In no particular order are the rest of my thanks: 

Deb Satariano and Gracie for being wonderful roomies for myself and Cacia. And to MaryH for suggesting it. 

Stacy and Marina for letting me groom in your room and borrow all your stuff so that I didn't have to go over the limit with my luggage and as always for the thousand other ways you have been such dear friends to me. I can not imagine a nationals without you. :hugging:

Marina as well for showing Cadeau's son, Solo, and for falling head over heals in love with him :heart: and for keeping me company on my repeated trips up the elevator to the 8th floor and back. 

Deb Ray (Grace Maltese) for trimming Cacia's feet and for taking spectacular care of Cadeau's kids by training, grooming and loving them so well that they have become show STARS. 

Jackie (JMM) for ironing Cacia and trimming her coat so that by the time she was done she was just as beautiful as she could be. 

Pam for organizing that pizza party and for being just as awesome in person as online. I really do think you are the coolest. B) 

Lynn (Angels Mom) for also being just as awesome in person as online. It was great to meet you. I was SO glad you came. 

Reva for splitting my favorite Cheesecake factory dinner with me and for leaving me that chocolate cake so that I had it for breakfast before my 6am flight.  Also, for running to seek out bait for me and Marina just before the show. 

Cathy Petersen for getting us to the Cheesecake Factory without going in too many circles. 

Pat for getting us there and back alive. 

Leslie for being so NY in all the best ways possible. 

Martha for helping me play blackjack and for showing that Texas hospitality off. 

Tami Zami for saving my shoes from potential destruction.  

Jennifer for always asking the best questions. 

Cathy Baily for introducing me to Bobbie Dodd so I could pick her brain about all those ancient dogs in Cloud's pedigree. 

Karla for talking Deb into doing that seminar even though she almost got "killed dead" because of it. 

I just also have to thank all of my SM friends for knowing just what I meant when I kept proudly saying "That is Dodo's daughter!!!" unlike the rest of the folks who were asking "Who the heck is Dodo?" 

It felt fantastic to have the SM support and the cheers for Tori, Solo and Cacia and at the banquet for Cadie's Sunshine Frost Award. 

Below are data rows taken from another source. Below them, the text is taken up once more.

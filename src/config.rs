use std::fs;
use std::path::Path;

use bitcoin::Amount;
use serde::Deserialize;

use crate::error::AppError;

pub const DEFAULT_FEE_SATS: u64 = 400;

#[derive(Deserialize, Debug, Clone, Copy, PartialEq, Eq, Default)]
#[serde(rename_all = "lowercase")]
pub enum NodeTransportKind {
    #[default]
    Rpc,
    Cli,
}

#[derive(Deserialize, Debug, Clone, PartialEq, Eq)]
#[serde(rename_all = "camelCase", default)]
pub struct Settings {
    pub default_fee_sats: u64,
    pub node: NodeSettings,
    pub explorer: ExplorerSettings,
}

#[derive(Deserialize, Debug, Clone, PartialEq, Eq)]
#[serde(rename_all = "camelCase", default)]
pub struct NodeSettings {
    pub transport: NodeTransportKind,
    pub rpc_url: String,
    pub rpc_user: Option<String>,
    pub rpc_password: Option<String>,
    pub cli_binary: String,
    pub cli_args: Vec<String>,
    pub timeout_secs: u64,
}

#[derive(Deserialize, Debug, Clone, PartialEq, Eq)]
#[serde(rename_all = "camelCase", default)]
pub struct ExplorerSettings {
    pub base_url: String,
    pub api_token: Option<String>,
    pub timeout_secs: u64,
    pub max_concurrent_requests: usize,
}

impl Default for Settings {
    fn default() -> Self {
        Self {
            default_fee_sats: DEFAULT_FEE_SATS,
            node: NodeSettings::default(),
            explorer: ExplorerSettings::default(),
        }
    }
}

impl Default for NodeSettings {
    fn default() -> Self {
        Self {
            transport: NodeTransportKind::Rpc,
            rpc_url: "http://127.0.0.1:18332".to_string(),
            rpc_user: None,
            rpc_password: None,
            cli_binary: "bitcoin-cli".to_string(),
            cli_args: Vec::new(),
            timeout_secs: 30,
        }
    }
}

impl Default for ExplorerSettings {
    fn default() -> Self {
        Self {
            base_url: "https://api.blockcypher.com".to_string(),
            api_token: None,
            timeout_secs: 30,
            max_concurrent_requests: 3,
        }
    }
}

impl Settings {
    /// 設定ファイル (任意) を読み込み、環境変数で上書きする。
    pub fn load(path: Option<&Path>) -> Result<Self, AppError> {
        let mut settings = match path {
            Some(path) => Self::from_file(path)?,
            None => Self::default(),
        };
        settings.apply_env(|key| std::env::var(key).ok());
        Ok(settings)
    }

    pub fn from_file(path: &Path) -> Result<Self, AppError> {
        let content = fs::read_to_string(path).map_err(|e| {
            log::error!("設定ファイルの読み込みに失敗しました: {:?}", path);
            AppError::Io(e)
        })?;
        serde_json::from_str(&content).map_err(|e| AppError::JsonParse {
            file_path: path.to_path_buf(),
            source: e,
        })
    }

    /// RPC_URL, RPC_USER, RPC_PASS, BLOCKCYPHER_API_KEY を反映する。
    pub fn apply_env<F>(&mut self, lookup: F)
    where
        F: Fn(&str) -> Option<String>,
    {
        let non_empty = |key: &str| lookup(key).filter(|v| !v.is_empty());
        if let Some(url) = non_empty("RPC_URL") {
            self.node.rpc_url = url;
        }
        if let Some(user) = non_empty("RPC_USER") {
            self.node.rpc_user = Some(user);
        }
        if let Some(pass) = non_empty("RPC_PASS") {
            self.node.rpc_password = Some(pass);
        }
        if let Some(token) = non_empty("BLOCKCYPHER_API_KEY") {
            self.explorer.api_token = Some(token);
        }
    }

    pub fn default_fee(&self) -> Amount {
        Amount::from_sat(self.default_fee_sats)
    }
}
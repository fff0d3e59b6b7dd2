use bitcoin::{Amount, Network};
use serde::Serialize;

use crate::error::AppError;
use crate::explorer::ExplorerCollaborator;
use crate::node::NodeCollaborator;
use crate::reconciler::reconcile_inputs;
use crate::transaction::validate_raw_hex;
use crate::units::to_display_unit;

#[derive(Debug, Serialize)]
#[serde(rename_all = "camelCase")]
pub struct TransactionView {
    pub txid: String,
    pub source_address: String,
    pub inputs: Vec<InputView>,
    pub outputs: Vec<OutputView>,
    pub total_in: String,
    pub total_out: String,
    /// 出力合計が入力合計を上回る場合は null
    pub fee: Option<String>,
    pub unmatched_inputs: Vec<String>,
}

#[derive(Debug, Serialize)]
pub struct InputView {
    pub txid: String,
    pub vout: u32,
    pub value: String,
    pub matched: bool,
}

#[derive(Debug, Serialize)]
pub struct OutputView {
    pub address: Option<String>,
    pub value: String,
}

/// 生トランザクションをデコードし、入力金額を照合して表示用にまとめる。複数出力も扱う。
pub fn inspect_transaction(
    node: &dyn NodeCollaborator,
    explorer: &dyn ExplorerCollaborator,
    network: Network,
    raw_hex: &str,
    source_address: &str,
    max_concurrent: usize,
) -> Result<TransactionView, AppError> {
    validate_raw_hex(raw_hex)?;
    if source_address.trim().is_empty() {
        return Err(AppError::InputValidation(
            "--source-address が必要です".to_string(),
        ));
    }

    let decoded = node.decode_raw_transaction(raw_hex.trim())?;
    let reconciliation =
        reconcile_inputs(explorer, network, &decoded.inputs, source_address, max_concurrent)?;

    let mut total_out = Amount::ZERO;
    for output in &decoded.outputs {
        total_out = total_out
            .checked_add(output.value)
            .ok_or_else(|| AppError::Internal("出力総額がオーバーフローしました".to_string()))?;
    }
    let fee = reconciliation.total_in.checked_sub(total_out);
    if fee.is_none() {
        log::warn!("出力合計が照合済みの入力合計を上回っています。手数料を算出できません。");
    }

    Ok(TransactionView {
        txid: decoded.txid.to_string(),
        source_address: source_address.to_string(),
        inputs: reconciliation
            .inputs
            .iter()
            .map(|input| InputView {
                txid: input.reference.txid.to_string(),
                vout: input.reference.vout,
                value: to_display_unit(input.value),
                matched: input.is_matched(),
            })
            .collect(),
        outputs: decoded
            .outputs
            .iter()
            .map(|output| OutputView {
                address: output.address.clone(),
                value: to_display_unit(output.value),
            })
            .collect(),
        total_in: to_display_unit(reconciliation.total_in),
        total_out: to_display_unit(total_out),
        fee: fee.map(to_display_unit),
        unmatched_inputs: reconciliation
            .unmatched()
            .iter()
            .map(ToString::to_string)
            .collect(),
    })
}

I know I have missed a few thanks I still owe, but I hope you will forgive me, if I am a bit remiss now. It was a whirlwind of fun and friendship :grouphug: and I can honestly say the biggest thanks has to go to my mom for being willing to stay behind with the babies this year so I could go.


----------



## Silkmalteselover (Apr 1, 2010)

:aktion033: Carina I agree that it is good to say "thank you" and I am also impressed with this particular Specialty. We again get to see how much WORK and planning is involved in having turn out as well as this one did. BIG thank you's also from me to the Hunters, and all the SMers who organized the pizza party etc. And the organizing of all the rescue raffle with all involved another big thank you to them. BIG congratulations again to you Carina and your proud moment with your boy's offspring winning Winner's Bitch.. :chili:


----------



## cyndrae (Aug 30, 2009)

I am so happy for you and I really wish I could have come but next year I will be there.
SM is such a great community. It is great to hear how everyone helps everyone.


----------



## casa verde maltese (Apr 7, 2007)

Ah, Carina we LOVE YOU!! 
Thank you for sharing so much with us! I love to learn more and each specialty I actually learn something about how it all works.


----------



## jmm (Nov 23, 2004)

It wouldn't be Nationals without grooming night with our crew!!!


----------



## joyomom (Jan 13, 2008)

:wub::wub: Carina this is why I love you so much :wub::wub:


----------



## revakb2 (Sep 8, 2006)

Carina, it was really a blast. There must be a Cheesecake Factory in San Diego, right?
Next year, bring mom. She can room with me. Hopefully one or more of the new pups will show at Nationals in 2012.


----------



## Hunter's Mom (Dec 8, 2008)

With all those "thank yous" it truly sounds like it as a wonderful event for all and I am so sad that I had to miss it! I love the pictures you are all sharing and am so glad that everyone had a wonderful time!


----------



## tamizami (May 1, 2007)

jmm said:


> It wouldn't be Nationals without grooming night with our crew!!!


ditto! carina you are just so sweet, i so look forward to seeing you and your babies every year. xoxo


----------



## educ8m (May 19, 2010)

And a big thank you right back at ya, Carina. You and Cacia were great roomies and I loved our late night chats. I bet you were exhausted by the time you got home and finished teaching your classes on Monday after leaving for the airport at 3:20 am :w00t:


----------



## The A Team (Dec 1, 2005)

Well.......:blush:......you made me feel very important....keeping everyone alive 

Now i feel a little silly having grumbled the whole time...having to drive :w00t:


----------